/---
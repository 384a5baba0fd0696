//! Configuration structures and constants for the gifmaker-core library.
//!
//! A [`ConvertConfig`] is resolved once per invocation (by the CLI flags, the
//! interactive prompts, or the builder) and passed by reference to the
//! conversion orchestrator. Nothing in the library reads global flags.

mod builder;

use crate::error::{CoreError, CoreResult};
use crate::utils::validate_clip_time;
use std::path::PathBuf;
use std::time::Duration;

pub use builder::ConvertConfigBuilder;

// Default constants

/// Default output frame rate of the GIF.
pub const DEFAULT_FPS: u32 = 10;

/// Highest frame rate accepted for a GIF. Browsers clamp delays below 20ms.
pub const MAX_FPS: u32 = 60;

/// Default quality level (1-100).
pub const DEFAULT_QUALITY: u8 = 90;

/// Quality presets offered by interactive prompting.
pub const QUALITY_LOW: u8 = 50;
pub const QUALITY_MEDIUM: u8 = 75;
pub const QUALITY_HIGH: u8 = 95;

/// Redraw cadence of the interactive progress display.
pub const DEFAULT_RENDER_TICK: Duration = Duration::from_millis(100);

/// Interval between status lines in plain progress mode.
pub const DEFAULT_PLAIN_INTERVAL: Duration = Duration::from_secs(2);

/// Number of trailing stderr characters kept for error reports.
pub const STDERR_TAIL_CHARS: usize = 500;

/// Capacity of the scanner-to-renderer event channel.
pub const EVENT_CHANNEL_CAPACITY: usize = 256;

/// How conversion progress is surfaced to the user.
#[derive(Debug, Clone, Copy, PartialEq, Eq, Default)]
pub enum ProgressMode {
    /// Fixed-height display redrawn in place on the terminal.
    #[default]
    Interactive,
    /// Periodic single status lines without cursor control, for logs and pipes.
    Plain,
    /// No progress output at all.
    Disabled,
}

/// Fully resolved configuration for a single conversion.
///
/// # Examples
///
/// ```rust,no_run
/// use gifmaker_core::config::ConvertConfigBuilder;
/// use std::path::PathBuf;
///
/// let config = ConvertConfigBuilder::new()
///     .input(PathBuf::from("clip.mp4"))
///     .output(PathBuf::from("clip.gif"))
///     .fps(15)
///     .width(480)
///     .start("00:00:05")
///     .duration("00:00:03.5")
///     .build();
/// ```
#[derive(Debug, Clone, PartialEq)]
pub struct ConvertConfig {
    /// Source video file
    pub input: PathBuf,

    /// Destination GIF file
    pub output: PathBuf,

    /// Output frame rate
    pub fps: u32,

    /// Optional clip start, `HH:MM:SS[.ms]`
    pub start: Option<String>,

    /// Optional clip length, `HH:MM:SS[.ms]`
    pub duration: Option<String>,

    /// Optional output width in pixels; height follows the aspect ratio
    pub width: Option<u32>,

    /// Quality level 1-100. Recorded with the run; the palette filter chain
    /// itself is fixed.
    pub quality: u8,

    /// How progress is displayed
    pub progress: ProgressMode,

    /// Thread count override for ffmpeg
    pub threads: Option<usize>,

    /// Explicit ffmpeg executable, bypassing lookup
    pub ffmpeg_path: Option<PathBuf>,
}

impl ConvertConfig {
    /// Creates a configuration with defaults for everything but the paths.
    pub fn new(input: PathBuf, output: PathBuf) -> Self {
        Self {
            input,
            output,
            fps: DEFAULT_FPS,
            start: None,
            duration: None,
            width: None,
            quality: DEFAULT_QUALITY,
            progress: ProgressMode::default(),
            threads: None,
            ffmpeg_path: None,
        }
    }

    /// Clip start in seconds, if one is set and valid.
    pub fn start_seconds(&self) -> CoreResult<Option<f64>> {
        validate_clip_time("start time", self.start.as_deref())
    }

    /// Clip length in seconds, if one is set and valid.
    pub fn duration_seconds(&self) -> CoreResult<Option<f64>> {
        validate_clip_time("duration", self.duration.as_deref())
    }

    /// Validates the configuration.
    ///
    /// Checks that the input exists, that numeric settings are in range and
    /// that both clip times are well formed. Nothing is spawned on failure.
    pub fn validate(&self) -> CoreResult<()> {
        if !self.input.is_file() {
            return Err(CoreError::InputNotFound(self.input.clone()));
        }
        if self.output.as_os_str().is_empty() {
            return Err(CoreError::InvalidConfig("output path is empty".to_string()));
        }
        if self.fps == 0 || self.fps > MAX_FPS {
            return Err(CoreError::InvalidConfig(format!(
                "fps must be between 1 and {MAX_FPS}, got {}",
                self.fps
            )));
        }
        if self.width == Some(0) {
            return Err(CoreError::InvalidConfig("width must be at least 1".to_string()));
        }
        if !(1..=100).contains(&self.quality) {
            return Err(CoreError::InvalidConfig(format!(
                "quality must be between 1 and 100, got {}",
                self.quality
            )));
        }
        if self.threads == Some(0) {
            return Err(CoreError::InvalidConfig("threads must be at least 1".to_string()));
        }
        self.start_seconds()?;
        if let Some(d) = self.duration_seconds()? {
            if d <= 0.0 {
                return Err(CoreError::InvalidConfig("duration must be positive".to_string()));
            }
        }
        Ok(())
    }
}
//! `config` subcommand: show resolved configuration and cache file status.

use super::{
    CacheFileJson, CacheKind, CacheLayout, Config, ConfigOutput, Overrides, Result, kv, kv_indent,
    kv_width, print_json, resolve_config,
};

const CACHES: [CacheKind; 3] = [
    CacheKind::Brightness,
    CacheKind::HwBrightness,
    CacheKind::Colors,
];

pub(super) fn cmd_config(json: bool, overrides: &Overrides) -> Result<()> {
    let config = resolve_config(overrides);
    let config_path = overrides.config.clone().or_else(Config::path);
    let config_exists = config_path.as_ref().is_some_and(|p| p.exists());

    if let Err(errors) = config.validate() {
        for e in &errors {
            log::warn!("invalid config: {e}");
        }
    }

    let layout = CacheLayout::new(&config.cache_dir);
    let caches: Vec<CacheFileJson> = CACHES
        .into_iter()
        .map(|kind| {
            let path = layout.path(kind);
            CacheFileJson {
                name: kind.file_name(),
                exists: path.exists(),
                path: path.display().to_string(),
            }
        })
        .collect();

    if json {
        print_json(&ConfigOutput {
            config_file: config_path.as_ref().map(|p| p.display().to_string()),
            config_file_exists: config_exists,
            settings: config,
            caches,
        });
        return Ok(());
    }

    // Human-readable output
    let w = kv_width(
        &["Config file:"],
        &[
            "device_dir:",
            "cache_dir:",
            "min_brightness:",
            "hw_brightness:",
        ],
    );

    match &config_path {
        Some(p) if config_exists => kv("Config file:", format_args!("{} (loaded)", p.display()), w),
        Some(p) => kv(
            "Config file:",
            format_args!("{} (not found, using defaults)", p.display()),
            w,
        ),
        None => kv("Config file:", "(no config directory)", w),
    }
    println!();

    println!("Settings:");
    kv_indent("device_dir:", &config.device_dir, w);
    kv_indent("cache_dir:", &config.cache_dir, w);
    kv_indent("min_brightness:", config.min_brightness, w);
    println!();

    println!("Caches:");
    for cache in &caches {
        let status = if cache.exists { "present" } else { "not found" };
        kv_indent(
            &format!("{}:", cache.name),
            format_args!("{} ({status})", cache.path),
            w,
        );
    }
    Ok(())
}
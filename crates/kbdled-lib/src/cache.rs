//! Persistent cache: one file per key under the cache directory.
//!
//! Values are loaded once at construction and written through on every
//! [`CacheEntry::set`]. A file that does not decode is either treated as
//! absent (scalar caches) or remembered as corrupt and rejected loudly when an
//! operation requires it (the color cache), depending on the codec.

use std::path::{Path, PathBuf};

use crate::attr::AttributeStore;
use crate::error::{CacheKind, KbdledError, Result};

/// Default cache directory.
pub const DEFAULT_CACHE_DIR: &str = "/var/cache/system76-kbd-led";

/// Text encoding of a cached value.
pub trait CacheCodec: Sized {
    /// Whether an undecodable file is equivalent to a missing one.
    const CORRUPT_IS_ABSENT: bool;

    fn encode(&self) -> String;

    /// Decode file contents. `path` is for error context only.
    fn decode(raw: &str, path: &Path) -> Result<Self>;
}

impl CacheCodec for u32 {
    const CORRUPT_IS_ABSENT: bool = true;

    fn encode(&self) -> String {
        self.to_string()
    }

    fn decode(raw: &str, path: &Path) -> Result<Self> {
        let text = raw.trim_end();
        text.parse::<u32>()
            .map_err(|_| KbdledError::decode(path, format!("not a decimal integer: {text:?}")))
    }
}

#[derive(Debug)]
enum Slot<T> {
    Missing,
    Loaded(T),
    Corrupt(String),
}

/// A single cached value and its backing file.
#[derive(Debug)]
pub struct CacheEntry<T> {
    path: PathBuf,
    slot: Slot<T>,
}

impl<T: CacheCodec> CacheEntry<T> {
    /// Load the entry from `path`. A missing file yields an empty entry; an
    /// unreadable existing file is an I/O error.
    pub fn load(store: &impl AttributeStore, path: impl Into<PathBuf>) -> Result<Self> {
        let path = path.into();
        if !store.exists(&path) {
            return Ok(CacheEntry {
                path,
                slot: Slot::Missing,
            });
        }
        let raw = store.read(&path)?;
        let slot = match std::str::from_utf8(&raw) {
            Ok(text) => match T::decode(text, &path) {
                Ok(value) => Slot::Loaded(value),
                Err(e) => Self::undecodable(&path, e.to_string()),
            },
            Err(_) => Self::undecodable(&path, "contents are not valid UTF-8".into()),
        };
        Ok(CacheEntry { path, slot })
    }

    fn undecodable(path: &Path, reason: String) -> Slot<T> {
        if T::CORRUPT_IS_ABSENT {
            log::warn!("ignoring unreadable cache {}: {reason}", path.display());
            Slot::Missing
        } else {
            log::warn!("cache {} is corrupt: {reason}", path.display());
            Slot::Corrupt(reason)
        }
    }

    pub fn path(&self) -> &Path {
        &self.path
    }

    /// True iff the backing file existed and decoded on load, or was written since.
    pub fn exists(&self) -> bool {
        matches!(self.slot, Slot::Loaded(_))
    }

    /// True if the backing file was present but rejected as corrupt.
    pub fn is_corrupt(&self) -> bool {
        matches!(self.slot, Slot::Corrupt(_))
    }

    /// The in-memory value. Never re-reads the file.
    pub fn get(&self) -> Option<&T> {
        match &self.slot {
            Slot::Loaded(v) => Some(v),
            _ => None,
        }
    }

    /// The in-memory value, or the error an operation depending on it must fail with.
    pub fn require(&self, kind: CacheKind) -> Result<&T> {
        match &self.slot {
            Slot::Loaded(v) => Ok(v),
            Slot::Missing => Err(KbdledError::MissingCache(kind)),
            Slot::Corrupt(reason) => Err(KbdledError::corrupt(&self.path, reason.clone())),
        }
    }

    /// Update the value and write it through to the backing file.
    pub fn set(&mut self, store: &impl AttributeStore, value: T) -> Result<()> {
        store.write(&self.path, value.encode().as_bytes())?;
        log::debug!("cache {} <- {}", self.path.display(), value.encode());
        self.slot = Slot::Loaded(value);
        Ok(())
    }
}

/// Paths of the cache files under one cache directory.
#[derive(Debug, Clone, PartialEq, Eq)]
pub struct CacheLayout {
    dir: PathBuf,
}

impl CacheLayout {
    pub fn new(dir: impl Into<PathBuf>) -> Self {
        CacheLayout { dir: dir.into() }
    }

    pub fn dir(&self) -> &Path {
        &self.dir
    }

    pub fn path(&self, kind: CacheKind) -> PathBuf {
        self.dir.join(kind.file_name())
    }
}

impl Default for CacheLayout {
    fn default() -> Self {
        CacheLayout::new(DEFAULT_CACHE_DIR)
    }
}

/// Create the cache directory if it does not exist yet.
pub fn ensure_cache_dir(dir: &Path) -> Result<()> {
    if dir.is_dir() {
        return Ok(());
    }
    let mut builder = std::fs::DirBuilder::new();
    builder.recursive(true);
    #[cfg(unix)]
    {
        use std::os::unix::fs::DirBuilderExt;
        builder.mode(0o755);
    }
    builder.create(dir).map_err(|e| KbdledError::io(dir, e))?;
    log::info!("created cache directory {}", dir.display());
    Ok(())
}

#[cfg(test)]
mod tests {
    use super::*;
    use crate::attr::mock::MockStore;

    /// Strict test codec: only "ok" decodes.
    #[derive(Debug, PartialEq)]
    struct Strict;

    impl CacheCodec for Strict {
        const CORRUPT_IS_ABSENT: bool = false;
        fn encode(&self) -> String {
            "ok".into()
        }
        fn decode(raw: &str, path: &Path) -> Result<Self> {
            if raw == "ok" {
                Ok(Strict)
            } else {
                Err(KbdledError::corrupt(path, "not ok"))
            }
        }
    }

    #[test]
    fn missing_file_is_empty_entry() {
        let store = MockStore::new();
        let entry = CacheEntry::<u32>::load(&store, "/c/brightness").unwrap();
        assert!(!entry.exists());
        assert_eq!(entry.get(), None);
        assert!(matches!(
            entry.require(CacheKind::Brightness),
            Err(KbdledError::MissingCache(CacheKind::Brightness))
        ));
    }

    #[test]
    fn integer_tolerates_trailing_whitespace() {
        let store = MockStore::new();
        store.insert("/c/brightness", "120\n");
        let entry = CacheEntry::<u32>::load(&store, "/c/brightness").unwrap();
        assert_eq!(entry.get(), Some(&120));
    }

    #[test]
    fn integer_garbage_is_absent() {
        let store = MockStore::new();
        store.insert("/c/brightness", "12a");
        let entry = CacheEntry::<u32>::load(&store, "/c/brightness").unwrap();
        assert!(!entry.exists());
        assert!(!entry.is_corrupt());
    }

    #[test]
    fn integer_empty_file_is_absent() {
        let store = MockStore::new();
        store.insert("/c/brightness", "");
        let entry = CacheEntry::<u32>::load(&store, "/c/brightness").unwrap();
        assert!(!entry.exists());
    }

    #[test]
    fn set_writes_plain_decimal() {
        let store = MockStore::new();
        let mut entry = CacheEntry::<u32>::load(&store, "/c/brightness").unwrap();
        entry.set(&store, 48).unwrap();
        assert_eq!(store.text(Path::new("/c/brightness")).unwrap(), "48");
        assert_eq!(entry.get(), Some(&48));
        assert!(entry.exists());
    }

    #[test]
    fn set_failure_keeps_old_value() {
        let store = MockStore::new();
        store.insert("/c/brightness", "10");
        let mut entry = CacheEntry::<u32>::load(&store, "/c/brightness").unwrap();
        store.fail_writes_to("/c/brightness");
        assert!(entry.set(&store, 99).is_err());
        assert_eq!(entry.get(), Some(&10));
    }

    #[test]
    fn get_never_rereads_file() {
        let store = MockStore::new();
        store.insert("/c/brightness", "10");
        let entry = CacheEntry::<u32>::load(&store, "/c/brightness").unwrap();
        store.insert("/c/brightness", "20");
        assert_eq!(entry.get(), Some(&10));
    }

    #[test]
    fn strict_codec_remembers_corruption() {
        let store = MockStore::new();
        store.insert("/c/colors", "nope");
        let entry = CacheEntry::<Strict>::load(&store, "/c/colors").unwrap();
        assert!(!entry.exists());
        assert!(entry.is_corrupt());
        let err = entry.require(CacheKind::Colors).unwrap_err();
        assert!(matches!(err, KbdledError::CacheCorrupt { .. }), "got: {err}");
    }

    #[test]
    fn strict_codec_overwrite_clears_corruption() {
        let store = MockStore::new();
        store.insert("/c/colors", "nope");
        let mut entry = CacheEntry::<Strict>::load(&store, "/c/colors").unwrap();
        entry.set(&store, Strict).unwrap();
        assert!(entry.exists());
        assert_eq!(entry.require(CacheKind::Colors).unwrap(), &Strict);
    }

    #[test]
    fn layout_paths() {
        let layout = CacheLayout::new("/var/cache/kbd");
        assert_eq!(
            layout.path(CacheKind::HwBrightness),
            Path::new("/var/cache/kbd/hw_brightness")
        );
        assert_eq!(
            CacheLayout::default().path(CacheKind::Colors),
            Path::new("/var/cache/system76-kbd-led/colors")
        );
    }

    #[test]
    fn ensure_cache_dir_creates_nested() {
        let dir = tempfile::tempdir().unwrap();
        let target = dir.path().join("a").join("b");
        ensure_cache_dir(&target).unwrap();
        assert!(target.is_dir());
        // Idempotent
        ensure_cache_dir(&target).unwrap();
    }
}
\---
### What this task involves
The answer is the records above restated word for word from their opening line through the line that holds "#[derive(Debug, Clone, PartialEq)]", both included, and nothing else.

### Answer box
repository 384a5baba0fd0696
//! Configuration structures and constants for the gifmaker-core library.
//!
//! A [`ConvertConfig`] is resolved once per invocation (by the CLI flags, the
//! interactive prompts, or the builder) and passed by reference to the
//! conversion orchestrator. Nothing in the library reads global flags.

mod builder;

use crate::error::{CoreError, CoreResult};
use crate::utils::validate_clip_time;
use std::path::PathBuf;
use std::time::Duration;

pub use builder::ConvertConfigBuilder;

// Default constants

/// Default output frame rate of the GIF.
pub const DEFAULT_FPS: u32 = 10;

/// Highest frame rate accepted for a GIF. Browsers clamp delays below 20ms.
pub const MAX_FPS: u32 = 60;

/// Default quality level (1-100).
pub const DEFAULT_QUALITY: u8 = 90;

/// Quality presets offered by interactive prompting.
pub const QUALITY_LOW: u8 = 50;
pub const QUALITY_MEDIUM: u8 = 75;
pub const QUALITY_HIGH: u8 = 95;

/// Redraw cadence of the interactive progress display.
pub const DEFAULT_RENDER_TICK: Duration = Duration::from_millis(100);

/// Interval between status lines in plain progress mode.
pub const DEFAULT_PLAIN_INTERVAL: Duration = Duration::from_secs(2);

/// Number of trailing stderr characters kept for error reports.
pub const STDERR_TAIL_CHARS: usize = 500;

/// Capacity of the scanner-to-renderer event channel.
pub const EVENT_CHANNEL_CAPACITY: usize = 256;

/// How conversion progress is surfaced to the user.
#[derive(Debug, Clone, Copy, PartialEq, Eq, Default)]
pub enum ProgressMode {
    /// Fixed-height display redrawn in place on the terminal.
    #[default]
    Interactive,
    /// Periodic single status lines without cursor control, for logs and pipes.
    Plain,
    /// No progress output at all.
    Disabled,
}

/// Fully resolved configuration for a single conversion.
///
/// # Examples
///
/// ```rust,no_run
/// use gifmaker_core::config::ConvertConfigBuilder;
/// use std::path::PathBuf;
///
/// let config = ConvertConfigBuilder::new()
///     .input(PathBuf::from("clip.mp4"))
///     .output(PathBuf::from("clip.gif"))
///     .fps(15)
///     .width(480)
///     .start("00:00:05")
///     .duration("00:00:03.5")
///     .build();
/// ```
#[derive(Debug, Clone, PartialEq)]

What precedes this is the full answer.